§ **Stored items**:
########################################

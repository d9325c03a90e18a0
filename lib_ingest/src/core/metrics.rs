//! # Rolling-Window Performance Metrics
//!
//! Answers "what does recent performance look like" without retaining
//! unbounded history. Each named metric keeps only its most recent N samples
//! in a [`MetricWindow`]; the [`PerfMonitor`] owns the windows behind a mutex
//! so any task in the process can record into it.
//!
//! Elapsed-time metrics are produced exclusively through
//! [`PerfMonitor::timed`], which returns a guard that records the elapsed
//! milliseconds when stopped *or dropped*. Dropping covers every exit path of
//! the measured operation, including early returns via `?`.
//!
//! Monitors are constructed explicitly and passed where needed. There is no
//! process-wide singleton, so tests instantiate isolated copies.

#![forbid(unsafe_code)]
#![warn(missing_docs, rust_2018_idioms, unused_qualifications)]

use std::collections::HashMap;
use std::collections::VecDeque;
use std::sync::Mutex;
use std::time::Instant;

/// Default number of samples retained per metric window.
pub const DEFAULT_WINDOW_CAPACITY: usize = 100;

/// Aggregate statistics over the current contents of one metric window.
#[derive(Debug, Clone, Copy, PartialEq)]
pub struct WindowStats {
    /// Arithmetic mean of the retained samples.
    pub avg: f64,
    /// Smallest retained sample.
    pub min: f64,
    /// Largest retained sample.
    pub max: f64,
    /// Number of retained samples (at most the window capacity).
    pub count: usize,
}

/// Rolling numeric history for one named measurement.
#[derive(Debug)]
pub struct MetricWindow {
    samples: VecDeque<f64>,
    capacity: usize,
}

impl MetricWindow {
    /// Creates an empty window retaining at most `capacity` samples.
    pub fn new(capacity: usize) -> Self {
        let capacity = capacity.max(1);
        Self {
            samples: VecDeque::with_capacity(capacity),
            capacity,
        }
    }

    /// Appends a sample, dropping the oldest one if the window is full.
    pub fn record(&mut self, value: f64) {
        if self.samples.len() == self.capacity {
            self.samples.pop_front();
        }
        self.samples.push_back(value);
    }

    /// Statistics over the current window, or `None` when no samples have
    /// been recorded. An empty window never divides by zero.
    pub fn stats(&self) -> Option<WindowStats> {
        if self.samples.is_empty() {
            return None;
        }

        let count = self.samples.len();
        let mut min = f64::INFINITY;
        let mut max = f64::NEG_INFINITY;
        let mut sum = 0.0;
        for &v in &self.samples {
            sum += v;
            min = min.min(v);
            max = max.max(v);
        }

        Some(WindowStats {
            avg: sum / count as f64,
            min,
            max,
            count,
        })
    }

    /// Number of samples currently retained.
    pub fn len(&self) -> usize {
        self.samples.len()
    }

    /// True when no samples have been recorded yet.
    pub fn is_empty(&self) -> bool {
        self.samples.is_empty()
    }
}

/// Owner of all named metric windows for one component or process.
///
/// Windows are created lazily on the first `record` for a name and live as
/// long as the monitor itself.
#[derive(Debug)]
pub struct PerfMonitor {
    windows: Mutex<HashMap<String, MetricWindow>>,
    window_capacity: usize,
}

impl PerfMonitor {
    /// Creates a monitor using [`DEFAULT_WINDOW_CAPACITY`] samples per metric.
    pub fn new() -> Self {
        Self::with_window_capacity(DEFAULT_WINDOW_CAPACITY)
    }

    /// Creates a monitor retaining `capacity` samples per metric.
    pub fn with_window_capacity(capacity: usize) -> Self {
        Self {
            windows: Mutex::new(HashMap::new()),
            window_capacity: capacity.max(1),
        }
    }

    /// Records one sample for the named metric.
    pub fn record(&self, name: &str, value: f64) {
        let mut windows = self.windows.lock().expect("metrics lock poisoned");
        windows
            .entry(name.to_string())
            .or_insert_with(|| MetricWindow::new(self.window_capacity))
            .record(value);
    }

    /// Statistics for the named metric, or `None` when nothing has been
    /// recorded under that name.
    pub fn stats(&self, name: &str) -> Option<WindowStats> {
        let windows = self.windows.lock().expect("metrics lock poisoned");
        windows.get(name).and_then(|w| w.stats())
    }

    /// Starts an elapsed-time measurement for the named metric.
    ///
    /// The returned guard records the elapsed milliseconds when [`MetricTimer::stop`]
    /// is called, or on drop if it never is. This is the only way elapsed-time
    /// samples are produced.
    pub fn timed(&self, name: &str) -> MetricTimer<'_> {
        MetricTimer {
            monitor: self,
            name: name.to_string(),
            started: Instant::now(),
            armed: true,
        }
    }
}

impl Default for PerfMonitor {
    fn default() -> Self {
        Self::new()
    }
}

/// In-flight elapsed-time measurement. Records exactly once, on `stop` or on
/// drop, whichever comes first.
#[derive(Debug)]
pub struct MetricTimer<'a> {
    monitor: &'a PerfMonitor,
    name: String,
    started: Instant,
    armed: bool,
}

impl MetricTimer<'_> {
    /// Stops the timer and records the elapsed time in milliseconds.
    pub fn stop(mut self) {
        self.record_elapsed();
    }

    fn record_elapsed(&mut self) {
        if self.armed {
            self.armed = false;
            let elapsed_ms = self.started.elapsed().as_secs_f64() * 1000.0;
            self.monitor.record(&self.name, elapsed_ms);
        }
    }
}

impl Drop for MetricTimer<'_> {
    fn drop(&mut self) {
        self.record_elapsed();
    }
}

#[cfg(test)]
mod tests {
    use super::*;

    #[test]
    fn test_window_retains_only_last_n() {
        // 1. Record more samples than the window holds
        let mut window = MetricWindow::new(4);
        for i in 0..10 {
            window.record(i as f64);
        }

        // 2. Only the last 4 samples survive
        let stats = window.stats().expect("window has samples");
        assert_eq!(stats.count, 4);
        assert_eq!(stats.min, 6.0);
        assert_eq!(stats.max, 9.0);
        assert_eq!(stats.avg, 7.5);
    }

    #[test]
    fn test_empty_window_reports_no_data() {
        let window = MetricWindow::new(10);
        assert!(window.stats().is_none());

        let monitor = PerfMonitor::new();
        assert!(monitor.stats("never_recorded").is_none());
    }

    #[test]
    fn test_monitor_window_capacity_applies_per_name() {
        let monitor = PerfMonitor::with_window_capacity(3);
        for i in 0..20 {
            monitor.record("latency", i as f64);
        }
        monitor.record("other", 1.0);

        let latency = monitor.stats("latency").unwrap();
        assert_eq!(latency.count, 3);
        assert_eq!(latency.min, 17.0);

        let other = monitor.stats("other").unwrap();
        assert_eq!(other.count, 1);
        assert_eq!(other.avg, 1.0);
    }

    #[test]
    fn test_timer_records_once_on_stop() {
        let monitor = PerfMonitor::new();
        let timer = monitor.timed("op");
        timer.stop();

        let stats = monitor.stats("op").unwrap();
        assert_eq!(stats.count, 1);
        assert!(stats.min >= 0.0);
    }

    #[test]
    fn test_timer_records_on_drop_and_error_paths() {
        let monitor = PerfMonitor::new();

        // Simulate a measured operation that bails out early: the guard is
        // dropped without an explicit stop.
        fn failing_op(monitor: &PerfMonitor) -> Result<(), ()> {
            let _timer = monitor.timed("op");
            Err(())
        }
        assert!(failing_op(&monitor).is_err());

        let stats = monitor.stats("op").unwrap();
        assert_eq!(stats.count, 1);
    }
}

########################################

Once you have read the entries, write them out again without altering a single character.

repository d9325c03a90e18a0
filename lib_ingest/src/core/metrics.rs
//! # Rolling-Window Performance Metrics
//!
//! Answers "what does recent performance look like" without retaining
//! unbounded history. Each named metric keeps only its most recent N samples
//! in a [`MetricWindow`]; the [`PerfMonitor`] owns the windows behind a mutex
//! so any task in the process can record into it.
//!
//! Elapsed-time metrics are produced exclusively through
//! [`PerfMonitor::timed`], which returns a guard that records the elapsed
//! milliseconds when stopped *or dropped*. Dropping covers every exit path of
//! the measured operation, including early returns via `?`.
//!
//! Monitors are constructed explicitly and passed where needed. There is no
//! process-wide singleton, so tests instantiate isolated copies.

#![forbid(unsafe_code)]
#![warn(missing_docs, rust_2018_idioms, unused_qualifications)]

use std::collections::HashMap;
use std::collections::VecDeque;
use std::sync::Mutex;
use std::time::Instant;

/// Default number of samples retained per metric window.
pub const DEFAULT_WINDOW_CAPACITY: usize = 100;

/// Aggregate statistics over the current contents of one metric window.
#[derive(Debug, Clone, Copy, PartialEq)]
pub struct WindowStats {
    /// Arithmetic mean of the retained samples.
    pub avg: f64,
    /// Smallest retained sample.
    pub min: f64,
    /// Largest retained sample.
    pub max: f64,
    /// Number of retained samples (at most the window capacity).
    pub count: usize,
}

/// Rolling numeric history for one named measurement.
#[derive(Debug)]
pub struct MetricWindow {
    samples: VecDeque<f64>,
    capacity: usize,
}

impl MetricWindow {
    /// Creates an empty window retaining at most `capacity` samples.
    pub fn new(capacity: usize) -> Self {
        let capacity = capacity.max(1);
        Self {
            samples: VecDeque::with_capacity(capacity),
            capacity,
        }
    }

    /// Appends a sample, dropping the oldest one if the window is full.
    pub fn record(&mut self, value: f64) {
        if self.samples.len() == self.capacity {
            self.samples.pop_front();
        }
        self.samples.push_back(value);
    }

    /// Statistics over the current window, or `None` when no samples have
    /// been recorded. An empty window never divides by zero.
    pub fn stats(&self) -> Option<WindowStats> {
        if self.samples.is_empty() {
            return None;
        }

        let count = self.samples.len();
        let mut min = f64::INFINITY;
        let mut max = f64::NEG_INFINITY;
        let mut sum = 0.0;
        for &v in &self.samples {
            sum += v;
            min = min.min(v);
            max = max.max(v);
        }

        Some(WindowStats {
            avg: sum / count as f64,
            min,
            max,
            count,
        })
    }

    /// Number of samples currently retained.
    pub fn len(&self) -> usize {
        self.samples.len()
    }

    /// True when no samples have been recorded yet.
    pub fn is_empty(&self) -> bool {
        self.samples.is_empty()
    }
}

/// Owner of all named metric windows for one component or process.
///
/// Windows are created lazily on the first `record` for a name and live as
/// long as the monitor itself.
#[derive(Debug)]
pub struct PerfMonitor {
    windows: Mutex<HashMap<String, MetricWindow>>,
    window_capacity: usize,
}

impl PerfMonitor {
    /// Creates a monitor using [`DEFAULT_WINDOW_CAPACITY`] samples per metric.
    pub fn new() -> Self {
        Self::with_window_capacity(DEFAULT_WINDOW_CAPACITY)
    }

    /// Creates a monitor retaining `capacity` samples per metric.
    pub fn with_window_capacity(capacity: usize) -> Self {
        Self {
            windows: Mutex::new(HashMap::new()),
            window_capacity: capacity.max(1),
        }
    }

    /// Records one sample for the named metric.
    pub fn record(&self, name: &str, value: f64) {
        let mut windows = self.windows.lock().expect("metrics lock poisoned");
        windows
            .entry(name.to_string())
            .or_insert_with(|| MetricWindow::new(self.window_capacity))
            .record(value);
    }

    /// Statistics for the named metric, or `None` when nothing has been
    /// recorded under that name.
    pub fn stats(&self, name: &str) -> Option<WindowStats> {
        let windows = self.windows.lock().expect("metrics lock poisoned");
        windows.get(name).and_then(|w| w.stats())
    }

    /// Starts an elapsed-time measurement for the named metric.
    ///
    /// The returned guard records the elapsed milliseconds when [`MetricTimer::stop`]
    /// is called, or on drop if it never is. This is the only way elapsed-time
    /// samples are produced.
    pub fn timed(&self, name: &str) -> MetricTimer<'_> {
        MetricTimer {
            monitor: self,
            name: name.to_string(),
            started: Instant::now(),
            armed: true,
        }
    }
}

impl Default for PerfMonitor {
    fn default() -> Self {
        Self::new()
    }
}

/// In-flight elapsed-time measurement. Records exactly once, on `stop` or on
/// drop, whichever comes first.
#[derive(Debug)]
pub struct MetricTimer<'a> {
    monitor: &'a PerfMonitor,
    name: String,
    started: Instant,
    armed: bool,
}

impl MetricTimer<'_> {
    /// Stops the timer and records the elapsed time in milliseconds.
    pub fn stop(mut self) {
        self.record_elapsed();
    }

    fn record_elapsed(&mut self) {
        if self.armed {
            self.armed = false;
            let elapsed_ms = self.started.elapsed().as_secs_f64() * 1000.0;
            self.monitor.record(&self.name, elapsed_ms);
        }
    }
}

impl Drop for MetricTimer<'_> {
    fn drop(&mut self) {
        self.record_elapsed();
    }
}

#[cfg(test)]
mod tests {
    use super::*;

    #[test]
    fn test_window_retains_only_last_n() {
        // 1. Record more samples than the window holds
        let mut window = MetricWindow::new(4);
        for i in 0..10 {
            window.record(i as f64);
        }

        // 2. Only the last 4 samples survive
        let stats = window.stats().expect("window has samples");
        assert_eq!(stats.count, 4);
        assert_eq!(stats.min, 6.0);
        assert_eq!(stats.max, 9.0);
        assert_eq!(stats.avg, 7.5);
    }

    #[test]
    fn test_empty_window_reports_no_data() {
        let window = MetricWindow::new(10);
        assert!(window.stats().is_none());

        let monitor = PerfMonitor::new();
        assert!(monitor.stats("never_recorded").is_none());
    }

    #[test]
    fn test_monitor_window_capacity_applies_per_name() {
        let monitor = PerfMonitor::with_window_capacity(3);
        for i in 0..20 {
            monitor.record("latency", i as f64);
        }
        monitor.record("other", 1.0);

        let latency = monitor.stats("latency").unwrap();
        assert_eq!(latency.count, 3);
        assert_eq!(latency.min, 17.0);

        let other = monitor.stats("other").unwrap();
        assert_eq!(other.count, 1);
        assert_eq!(other.avg, 1.0);
    }

    #[test]
    fn test_timer_records_once_on_stop() {
        let monitor = PerfMonitor::new();
        let timer = monitor.timed("op");
        timer.stop();

        let stats = monitor.stats("op").unwrap();
        assert_eq!(stats.count, 1);
        assert!(stats.min >= 0.0);
    }

    #[test]
    fn test_timer_records_on_drop_and_error_paths() {
        let monitor = PerfMonitor::new();

        // Simulate a measured operation that bails out early: the guard is
        // dropped without an explicit stop.
        fn failing_op(monitor: &PerfMonitor) -> Result<(), ()> {
            let _timer = monitor.timed("op");
            Err(())
        }
        assert!(failing_op(&monitor).is_err());

        let stats = monitor.stats("op").unwrap();
        assert_eq!(stats.count, 1);
    }
}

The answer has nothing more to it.